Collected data
====

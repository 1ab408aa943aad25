//! Per-connection protocol session.
//!
//! One [`Session`] exists per client connection and owns everything that
//! connection can see: the acquisition workflow state, the raw and validated
//! spectrum definitions, the running job and a private copy of the device
//! parameter table. A command arriving outside its legal source state is
//! answered with `ERROR:invalid_state` and leaves the session untouched;
//! state is never coerced to make a command fit.

use std::collections::HashMap;
use std::sync::Arc;

use log::debug;

use crate::analyzer::acquisition::{AcquisitionJob, JobState, RangeError};
use crate::analyzer::spectrum::{SpectrumDefinition, ValidationError};
use crate::analyzer::ParameterTable;
use crate::clock::Clock;
use crate::config::AnalyzerSettings;
use crate::protocol::{CommandKind, ErrorTag, Request, Response, PROTOCOL_VERSION};

/// Server identity reported by `Connect`.
const SERVER_NAME: &str = "SpecsLab Prodigy Simulator";

/// Acquisition workflow states of a session.
#[derive(Debug, Clone, Copy, PartialEq, Eq)]
pub enum SessionState {
    /// Initial state; only `Connect` and `Disconnect` are legal.
    Disconnected,
    /// Handshake done, no spectrum defined.
    Connected,
    /// A definition was submitted but not validated yet.
    SpectrumDefined,
    /// The definition passed validation and may be started.
    Validated,
    /// An acquisition is in flight.
    Acquiring,
    /// All samples of the current acquisition are ready.
    Completed,
}

impl SessionState {
    /// Diagnostic spelling used in `invalid_state` replies.
    pub fn as_str(&self) -> &'static str {
        match self {
            Self::Disconnected => "Disconnected",
            Self::Connected => "Connected",
            Self::SpectrumDefined => "SpectrumDefined",
            Self::Validated => "Validated",
            Self::Acquiring => "Acquiring",
            Self::Completed => "Completed",
        }
    }
}

/// What the dispatcher should do with the connection after a response.
#[derive(Debug, Clone, Copy, PartialEq, Eq)]
pub enum ControlFlow {
    Continue,
    Close,
}

/// State machine for one client connection.
pub struct Session {
    peer: String,
    state: SessionState,
    last_req_id: Option<String>,
    raw_definition: Option<HashMap<String, String>>,
    definition: Option<SpectrumDefinition>,
    job: Option<AcquisitionJob>,
    visible_name: String,
    parameters: ParameterTable,
    clock: Arc<dyn Clock>,
}

impl Session {
    /// Creates a session for `peer` with its own copy of the analyzer state.
    pub fn new(peer: impl Into<String>, analyzer: AnalyzerSettings, clock: Arc<dyn Clock>) -> Self {
        Self {
            peer: peer.into(),
            state: SessionState::Disconnected,
            last_req_id: None,
            raw_definition: None,
            definition: None,
            job: None,
            visible_name: analyzer.visible_name,
            parameters: analyzer.parameters,
            clock,
        }
    }

    /// Current workflow state.
    pub fn state(&self) -> SessionState {
        self.state
    }

    /// Request ID of the most recent command, kept for diagnostics only.
    pub fn last_req_id(&self) -> Option<&str> {
        self.last_req_id.as_deref()
    }

    /// Handles one decoded request and produces exactly one response.
    pub fn handle(&mut self, request: &Request) -> (Response, ControlFlow) {
        self.last_req_id = Some(request.req_id.clone());
        debug!(
            "{}: {} in state {}",
            self.peer,
            request.command.name(),
            self.state.as_str()
        );

        match request.command {
            CommandKind::Connect => (self.cmd_connect(request), ControlFlow::Continue),
            CommandKind::Disconnect => {
                self.state = SessionState::Disconnected;
                (Response::ok(&request.req_id), ControlFlow::Close)
            }
            _ if self.state == SessionState::Disconnected => {
                (self.invalid_state(request), ControlFlow::Continue)
            }
            CommandKind::GetAnalyzerVisibleName => (
                Response::ok(&request.req_id).with_param("VisibleName", self.visible_name.clone()),
                ControlFlow::Continue,
            ),
            CommandKind::GetAllAnalyzerParameterNames => {
                (self.cmd_parameter_names(request), ControlFlow::Continue)
            }
            CommandKind::GetAnalyzerParameterValue => {
                (self.cmd_parameter_value(request), ControlFlow::Continue)
            }
            CommandKind::GetAnalyzerParameterInfo => {
                (self.cmd_parameter_info(request), ControlFlow::Continue)
            }
            CommandKind::SetAnalyzerParameterValue => {
                (self.cmd_set_parameter(request), ControlFlow::Continue)
            }
            CommandKind::DefineSpectrumFat => (self.cmd_define_fat(request), ControlFlow::Continue),
            CommandKind::ValidateSpectrum => (self.cmd_validate(request), ControlFlow::Continue),
            CommandKind::Start => (self.cmd_start(request), ControlFlow::Continue),
            CommandKind::GetAcquisitionStatus => (self.cmd_status(request), ControlFlow::Continue),
            CommandKind::GetAcquisitionData => (self.cmd_data(request), ControlFlow::Continue),
            CommandKind::ClearSpectrum => (self.cmd_clear(request), ControlFlow::Continue),
        }
    }

    fn invalid_state(&self, request: &Request) -> Response {
        Response::error(&request.req_id, ErrorTag::InvalidState)
            .with_param("Command", request.command.name())
            .with_param("State", self.state.as_str())
    }

    fn missing_field(&self, request: &Request, key: &str) -> Response {
        Response::error(&request.req_id, ErrorTag::MissingOrInvalidField).with_param("field", key)
    }

    fn unknown_parameter(&self, request: &Request, name: &str) -> Response {
        Response::error(&request.req_id, ErrorTag::MissingOrInvalidField)
            .with_param("ParameterName", name)
    }

    fn cmd_connect(&mut self, request: &Request) -> Response {
        if self.state != SessionState::Disconnected {
            return self.invalid_state(request);
        }
        self.state = SessionState::Connected;
        Response::ok(&request.req_id)
            .with_param("ServerName", SERVER_NAME)
            .with_param("ProtocolVersion", PROTOCOL_VERSION)
    }

    fn cmd_parameter_names(&self, request: &Request) -> Response {
        let names = self
            .parameters
            .names()
            .map(|name| format!("\"{name}\""))
            .collect::<Vec<_>>()
            .join(",");
        Response::ok(&request.req_id).with_param("ParameterNames", format!("[{names}]"))
    }

    fn cmd_parameter_value(&self, request: &Request) -> Response {
        let name = match request.param("ParameterName") {
            Some(name) => name,
            None => return self.missing_field(request, "ParameterName"),
        };
        match self.parameters.get(name) {
            Some(entry) => Response::ok(&request.req_id)
                .with_param("Name", name)
                .with_param("Value", entry.value.clone()),
            None => self.unknown_parameter(request, name),
        }
    }

    fn cmd_parameter_info(&self, request: &Request) -> Response {
        let name = match request.param("ParameterName") {
            Some(name) => name,
            None => return self.missing_field(request, "ParameterName"),
        };
        match self.parameters.get(name) {
            Some(entry) => {
                Response::ok(&request.req_id).with_param("ValueType", entry.value_type.clone())
            }
            None => self.unknown_parameter(request, name),
        }
    }

    fn cmd_set_parameter(&mut self, request: &Request) -> Response {
        let name = match request.param("ParameterName") {
            Some(name) => name.to_string(),
            None => return self.missing_field(request, "ParameterName"),
        };
        let value = match request.param("Value") {
            Some(value) => value.to_string(),
            None => return self.missing_field(request, "Value"),
        };
        if self.parameters.set(&name, &value) {
            Response::ok(&request.req_id)
        } else {
            self.unknown_parameter(request, &name)
        }
    }

    fn cmd_define_fat(&mut self, request: &Request) -> Response {
        match self.state {
            SessionState::Connected
            | SessionState::SpectrumDefined
            | SessionState::Validated
            | SessionState::Completed => {}
            _ => return self.invalid_state(request),
        }
        // A new definition supersedes whatever came before it, including a
        // finished job still holding data.
        self.raw_definition = Some(request.params.clone());
        self.definition = None;
        self.job = None;
        self.state = SessionState::SpectrumDefined;
        Response::ok(&request.req_id)
    }

    fn cmd_validate(&mut self, request: &Request) -> Response {
        if self.state != SessionState::SpectrumDefined {
            return self.invalid_state(request);
        }
        let raw = match &self.raw_definition {
            Some(raw) => raw,
            None => return self.invalid_state(request),
        };
        match SpectrumDefinition::validate(raw) {
            Ok(definition) => {
                let mut response = Response::ok(&request.req_id)
                    .with_param("StartEnergy", definition.start_energy.to_string())
                    .with_param("EndEnergy", definition.end_energy.to_string())
                    .with_param("StepWidth", definition.step_width.to_string())
                    .with_param("Samples", definition.sample_count().to_string())
                    .with_param("DwellTime", definition.dwell_time.to_string())
                    .with_param("PassEnergy", definition.pass_energy.to_string());
                if let Some(lens_mode) = &definition.lens_mode {
                    response = response.with_param("LensMode", lens_mode.clone());
                }
                if let Some(scan_range) = &definition.scan_range {
                    response = response.with_param("ScanRange", scan_range.clone());
                }
                self.definition = Some(definition);
                self.state = SessionState::Validated;
                response
            }
            Err(err) => {
                let tag = match err {
                    ValidationError::MissingOrInvalidField(_) => ErrorTag::MissingOrInvalidField,
                    ValidationError::OutOfRange(_) => ErrorTag::OutOfRange,
                };
                Response::error(&request.req_id, tag).with_param("field", err.field())
            }
        }
    }

    fn cmd_start(&mut self, request: &Request) -> Response {
        if self.state != SessionState::Validated {
            return self.invalid_state(request);
        }
        let definition = match &self.definition {
            Some(definition) => definition.clone(),
            None => return self.invalid_state(request),
        };
        self.job = Some(AcquisitionJob::start(definition, self.clock.now()));
        self.state = SessionState::Acquiring;
        Response::ok(&request.req_id)
    }

    fn cmd_status(&mut self, request: &Request) -> Response {
        if !matches!(
            self.state,
            SessionState::Acquiring | SessionState::Completed
        ) {
            return self.invalid_state(request);
        }
        let now = self.clock.now();
        let (progress, elapsed) = match self.job.as_mut() {
            Some(job) => (job.poll(now), job.elapsed_secs(now)),
            None => return self.invalid_state(request),
        };
        if progress.state == JobState::Completed {
            self.state = SessionState::Completed;
        }
        Response::ok(&request.req_id)
            .with_param("ControllerState", progress.state.as_str())
            .with_param(
                "NumberOfAcquiredPoints",
                progress.samples_ready.to_string(),
            )
            .with_param("ElapsedTime", format!("{elapsed:.2}"))
    }

    fn cmd_data(&mut self, request: &Request) -> Response {
        if !matches!(
            self.state,
            SessionState::Acquiring | SessionState::Completed
        ) {
            return self.invalid_state(request);
        }
        let from = match self.index_param(request, "FromIndex") {
            Ok(index) => index,
            Err(response) => return response,
        };
        let to = match self.index_param(request, "ToIndex") {
            Ok(index) => index,
            Err(response) => return response,
        };

        let now = self.clock.now();
        let (progress, result) = match self.job.as_mut() {
            Some(job) => (job.poll(now), job.read(from, to, now)),
            None => return self.invalid_state(request),
        };
        if progress.state == JobState::Completed {
            self.state = SessionState::Completed;
        }

        match result {
            Ok(values) => {
                let data = values
                    .iter()
                    .map(|value| format!("{value:.6}"))
                    .collect::<Vec<_>>()
                    .join(",");
                Response::ok(&request.req_id)
                    .with_param("FromIndex", from.to_string())
                    .with_param("ToIndex", to.to_string())
                    .with_param("Data", format!("[{data}]"))
            }
            Err(RangeError::OutOfBounds { sample_count, .. }) => {
                Response::error(&request.req_id, ErrorTag::OutOfBounds)
                    .with_param("FromIndex", from.to_string())
                    .with_param("ToIndex", to.to_string())
                    .with_param("Samples", sample_count.to_string())
            }
            Err(RangeError::NotYetAvailable { samples_ready, .. }) => {
                Response::error(&request.req_id, ErrorTag::NotYetAvailable)
                    .with_param("ToIndex", to.to_string())
                    .with_param("NumberOfAcquiredPoints", samples_ready.to_string())
            }
        }
    }

    fn cmd_clear(&mut self, request: &Request) -> Response {
        match self.state {
            SessionState::SpectrumDefined
            | SessionState::Validated
            | SessionState::Acquiring
            | SessionState::Completed => {}
            _ => return self.invalid_state(request),
        }
        self.raw_definition = None;
        self.definition = None;
        self.job = None;
        self.state = SessionState::Connected;
        Response::ok(&request.req_id)
    }

    fn index_param(&self, request: &Request, key: &str) -> Result<usize, Response> {
        let value = request
            .param(key)
            .ok_or_else(|| self.missing_field(request, key))?;
        value
            .trim()
            .parse()
            .map_err(|_| self.missing_field(request, key))
    }
}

====

Instructions for the task: Bring together each line above where the string "NumberOfAcquiredPoints" turns up.

Task answer:
                "NumberOfAcquiredPoints",
                    .with_param("NumberOfAcquiredPoints", samples_ready.to_string())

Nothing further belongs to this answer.